It's Just Who I Am Now
I don't owe an explanation to anyone of how I have gained a new dream, or desire, or a need. This is a hard pill to swallow with us to put others feelings on such a high pedestal. Some of us legitimately can't let go of others thoughts. We can't sweep thoughts and opinions of others under a preverbal rug and continue to live out our truth.
That is me in a nutshell.
I seem to think that I needed to be a chameleon all of my life. I needed to be exactly how others needed me to be 💯. I am not sure where this desire to be everything to everyone came from. I had always had a big heart that was easily manipulated by what was happening around me. I got into the wrong crowd a while back. A woman snatched me from thin air, promised me a future, promised me sisterhood and companionship.
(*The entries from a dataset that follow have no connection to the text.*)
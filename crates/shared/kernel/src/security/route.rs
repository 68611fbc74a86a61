//! Route table and guard decision.
//!
//! Only the paths in the table activate the guard; everything else is public and never
//! triggers a session lookup. The decision is a pure function of the route class and the
//! session's role, so evaluating it twice yields the same answer.

use fhub_domain::constants::{ADMIN_HOME, CUSTOMER_HOME, LOGIN_PATH, PROVIDER_HOME, REGISTER_PATH};
use fhub_domain::role::Role;

/// How a request path is treated by the guard.
#[derive(Debug, Clone, Copy, PartialEq, Eq)]
pub enum RouteClass {
    /// Outside the route table.
    Public,
    /// `/login` or `/register`: only for visitors without a session.
    AuthPage,
    /// A dashboard subtree reserved for one role.
    Dashboard(Role),
}

impl RouteClass {
    #[must_use]
    pub const fn is_guarded(self) -> bool {
        !matches!(self, Self::Public)
    }
}

#[derive(Debug, Clone, Copy, PartialEq, Eq)]
pub enum Decision {
    Allow,
    Redirect(&'static str),
}

const DASHBOARDS: [(&str, Role); 3] = [
    (ADMIN_HOME, Role::Admin),
    (PROVIDER_HOME, Role::Provider),
    (CUSTOMER_HOME, Role::Customer),
];

/// Classifies a request path. Query strings must already be stripped.
#[must_use]
pub fn classify(path: &str) -> RouteClass {
    if path == LOGIN_PATH || path == REGISTER_PATH {
        return RouteClass::AuthPage;
    }

    DASHBOARDS
        .iter()
        .find(|(prefix, _)| within(path, prefix))
        .map_or(RouteClass::Public, |&(_, role)| RouteClass::Dashboard(role))
}

/// `prefix` itself or anything below it; `/dashboardx` is not below `/dashboard`.
fn within(path: &str, prefix: &str) -> bool {
    path.strip_prefix(prefix).is_some_and(|rest| rest.is_empty() || rest.starts_with('/'))
}

/// First matching rule wins:
///
/// | session | route | outcome |
/// |---|---|---|
/// | none | auth page | allow |
/// | none | dashboard | `/login` |
/// | some | auth page | `home(role)` |
/// | some | dashboard of another role | `home(role)` |
/// | otherwise | | allow |
#[must_use]
pub fn decide(route: RouteClass, role: Option<Role>) -> Decision {
    match (role, route) {
        (_, RouteClass::Public) | (None, RouteClass::AuthPage) => Decision::Allow,
        (None, RouteClass::Dashboard(_)) => Decision::Redirect(LOGIN_PATH),
        (Some(role), RouteClass::AuthPage) => Decision::Redirect(role.home()),
        (Some(role), RouteClass::Dashboard(required)) if role != required => {
            Decision::Redirect(role.home())
        },
        (Some(_), RouteClass::Dashboard(_)) => Decision::Allow,
    }
}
It took me an embarrassingly longer time to realize the toxicity of that relationship and how I had to morph into a bully. Someone who I have never in my life been before. I was making other women feel abandoned, hurt, wrong. I was an instigator for bad behavior. I was making other women feel less than and sitting in my corner judging everyone around me. This was not me, at all. I have never ever been that person. I have never allowed others to behave that way and worst of all, allow them to morph me into my own worst enemy.
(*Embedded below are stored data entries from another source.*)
use crate::models::menu::CuisineType;
use serde::{Deserialize, Serialize};
use serde_json::Value;
use strum_macros::{AsRefStr, Display, EnumIter, EnumString};

/// Order lifecycle as reported by the backend. Transitions are enforced there, not here.
#[derive(
    Debug,
    Clone,
    Copy,
    PartialEq,
    Eq,
    Hash,
    Serialize,
    Deserialize,
    Display,
    AsRefStr,
    EnumString,
    EnumIter,
)]
#[serde(rename_all = "SCREAMING_SNAKE_CASE")]
#[strum(serialize_all = "SCREAMING_SNAKE_CASE")]
pub enum OrderStatus {
    Pending,
    Confirmed,
    Preparing,
    OutForDelivery,
    Delivered,
    Cancelled,
}

impl OrderStatus {
    pub const ALL: [Self; 6] = [
        Self::Pending,
        Self::Confirmed,
        Self::Preparing,
        Self::OutForDelivery,
        Self::Delivered,
        Self::Cancelled,
    ];

    /// Statuses a provider may pick for one of their orders.
    pub const PROVIDER_ALLOWED: [Self; 5] =
        [Self::Confirmed, Self::Preparing, Self::OutForDelivery, Self::Delivered, Self::Cancelled];

    #[must_use]
    pub const fn is_terminal(self) -> bool {
        matches!(self, Self::Delivered | Self::Cancelled)
    }

    #[must_use]
    pub fn is_provider_allowed(self) -> bool {
        Self::PROVIDER_ALLOWED.contains(&self)
    }
}

#[derive(Debug, Clone, PartialEq, Eq, Serialize, Deserialize)]
#[serde(rename_all = "camelCase")]
pub struct OrderCustomer {
    pub id: String,
    pub name: String,
    pub email: String,
    #[serde(default)]
    pub phone: Option<String>,
}

#[derive(Debug, Clone, PartialEq, Eq, Serialize, Deserialize)]
#[serde(rename_all = "camelCase")]
pub struct OrderRestaurant {
    pub id: String,
    pub name: String,
    #[serde(default)]
    pub is_active: bool,
}

#[derive(Debug, Clone, PartialEq, Eq, Serialize, Deserialize)]
#[serde(rename_all = "camelCase")]
pub struct OrderMenuItem {
    pub id: String,
    pub name: String,
    #[serde(default)]
    pub cuisine: Option<CuisineType>,
    #[serde(default)]
    pub is_available: bool,
    #[serde(default)]
    pub image_url: Option<String>,
    #[serde(default)]
    pub price_cents: Option<i64>,
}

#[derive(Debug, Clone, PartialEq, Eq, Serialize, Deserialize)]
#[serde(rename_all = "camelCase")]
pub struct Order {
    pub id: String,
    pub status: OrderStatus,
    pub total_cents: i64,
    #[serde(default)]
    pub notes: Option<String>,
    #[serde(default)]
    pub delivery_address_snapshot: Option<Value>,
    pub created_at: String,
    #[serde(default)]
    pub updated_at: Option<String>,
    pub customer_id: String,
    #[serde(default, skip_serializing_if = "Option::is_none")]
    pub customer: Option<OrderCustomer>,
    pub restaurant_id: String,
    #[serde(default, skip_serializing_if = "Option::is_none")]
    pub restaurant: Option<OrderRestaurant>,
    pub menu_item_id: String,
    #[serde(default, skip_serializing_if = "Option::is_none")]
    pub menu_item: Option<OrderMenuItem>,
}

#[derive(Debug, Clone, PartialEq, Eq, Serialize, Deserialize)]
#[serde(rename_all = "camelCase")]
pub struct DeliveryAddress {
    pub label: String,
    pub city: String,
    pub line1: String,
    #[serde(default, skip_serializing_if = "Option::is_none")]
    pub line2: Option<String>,
    #[serde(default, skip_serializing_if = "Option::is_none")]
    pub postcode: Option<String>,
    #[serde(default, skip_serializing_if = "Option::is_none")]
    pub notes: Option<String>,
}

#[derive(Debug, Clone, PartialEq, Eq, Serialize, Deserialize)]
#[serde(rename_all = "camelCase")]
pub struct CheckoutInput {
    pub delivery_address_snapshot: DeliveryAddress,
    #[serde(default, skip_serializing_if = "Option::is_none")]
    pub notes: Option<String>,
}

impl CheckoutInput {
    /// Label, city and first address line are required.
    pub fn validate(self) -> Result<Self, &'static str> {
        let address = &self.delivery_address_snapshot;
        if [&address.label, &address.city, &address.line1].iter().any(|v| v.trim().is_empty()) {
            return Err("Label, city and address line are required.");
        }
        Ok(self)
    }
}

/// One row of the admin orders table, with ids resolved to display names.
#[derive(Debug, Clone, PartialEq, Eq, Serialize, Deserialize)]
#[serde(rename_all = "camelCase")]
pub struct AdminOrderRow {
    pub id: String,
    pub created_at: String,
    pub status: OrderStatus,
    pub total_cents: i64,
    pub customer_name: String,
    pub restaurant_name: String,
    pub menu_item_name: String,
}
But the promise of companionship was a strong force in my life. The need to feel important and special kept me going into the same toxic path that I wouldn't ever do outside of this desire to be included. I liked the feeling of having her in my life, talking with her, bashing others with her. I had literally turned into my own worst enemy with every passing moment.
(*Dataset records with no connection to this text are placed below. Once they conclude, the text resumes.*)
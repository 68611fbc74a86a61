#![allow(unreachable_pub)]
#![allow(clippy::needless_pass_by_value)]

//! # Macros
//!
//! Procedural macros shared by every crate of the gateway workspace.
//!
//! * [`macro@main`] boots the Tokio runtime from an `async fn main`.
//! * [`macro@fhub_error`] turns an enum into a `thiserror` error with context support.
//! * [`macro@fhub_slice`] turns a struct into an `Arc`-backed feature slice.
//!
//! The examples below are `ignore`d because proc-macro crates cannot use their own macros
//! in doctests; the `tests/` directory exercises them for real.

mod macros;

use proc_macro::TokenStream;
use syn::{DeriveInput, ItemFn, ItemStruct, parse_macro_input};

/// Attribute macro that runs an `async fn main` on a preconfigured Tokio runtime.
///
/// # Arguments
///
/// * `high_performance` - Server preset (larger stacks, longer keep-alive).
/// * `memory_efficient` - Small footprint preset for tooling and tests.
/// * `default` - Worker count from `TOKIO_WORKER_THREADS` or available parallelism.
///
/// # Examples
///
/// ```rust,ignore
/// #[fhub_runtime::main(high_performance)]
/// async fn main() -> anyhow::Result<()> {
///     Ok(())
/// }
/// ```
#[proc_macro_attribute]
pub fn main(args: TokenStream, item: TokenStream) -> TokenStream {
    let input = parse_macro_input!(item as ItemFn);
    macros::runtime::expand_main(args.into(), input).into()
}

/// Defines a crate error enum.
///
/// Every variant must use named fields. Variants may carry a
/// `context: Option<Cow<'static, str>>` field, and variants wrapping an upstream error
/// carry it in a field named `source` (or marked `#[source]` / `#[from]`), which then
/// requires the `context` field as well.
///
/// # Generated Items
///
/// * `#[derive(Debug, thiserror::Error)]` unless already derived.
/// * `<Name>Ext` trait adding `.context(..)` to `Result<T, Name>` and to
///   `Result<T, Source>` for each wrapped source type.
/// * `From<Source>` for each wrapped source type, so `?` works.
/// * `From<&'static str>` and `From<String>` when an `Internal` variant exists.
/// * A private `format_context` helper for use inside `#[error(..)]` strings.
///
/// # Example
///
/// ```rust,ignore
/// use std::borrow::Cow;
///
/// #[fhub_derive::fhub_error]
/// pub enum BackendError {
///     #[error("Transport error{}: {source}", format_context(.context))]
///     Transport { source: reqwest::Error, context: Option<Cow<'static, str>> },
///
///     #[error("Internal backend error{}: {message}", format_context(.context))]
///     Internal { message: Cow<'static, str>, context: Option<Cow<'static, str>> },
/// }
/// ```
#[proc_macro_attribute]
pub fn fhub_error(_args: TokenStream, item: TokenStream) -> TokenStream {
    let input = parse_macro_input!(item as DeriveInput);
    macros::error::expand_error(input).into()
}

/// Turns a struct into a cheaply clonable feature slice.
///
/// The annotated struct becomes `<Name>Inner`; `<Name>` wraps it in an `Arc`, derefs to it
/// and implements `fhub_kernel::domain::registry::FeatureSlice` so it can be registered in
/// the gateway state.
///
/// # Example
/// ```rust,ignore
/// #[fhub_derive::fhub_slice]
/// pub struct Catalog {
///     pub service: CatalogService,
/// }
///
/// let slice = Catalog::new(CatalogInner { service });
/// ```
#[proc_macro_attribute]
pub fn fhub_slice(_attr: TokenStream, item: TokenStream) -> TokenStream {
    let input = parse_macro_input!(item as ItemStruct);
    macros::slice::expand_slice(input).into()
}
It wasn't until the horrid feelings and tension and bullying was turned on me that I learned what was going on. I was the new target. I was the one that needed to be silenced for simply being me. It wasn't until I was faced with the distain that I realized that this relationship was a faćade and I was no longer interested in being the person I had been for the past months I had adorned her symbol upon my back.
It was the nail in the home that I had needed to rest in, away from the world, taking into account of everything I needed to be.
I now realize, the only people that truly have your back is those that are A) family B) Those that truly honor who you are and accept you wholeheartedly. Those that don't use their words as weapons against you and that help you through all of your own thoughts and struggles.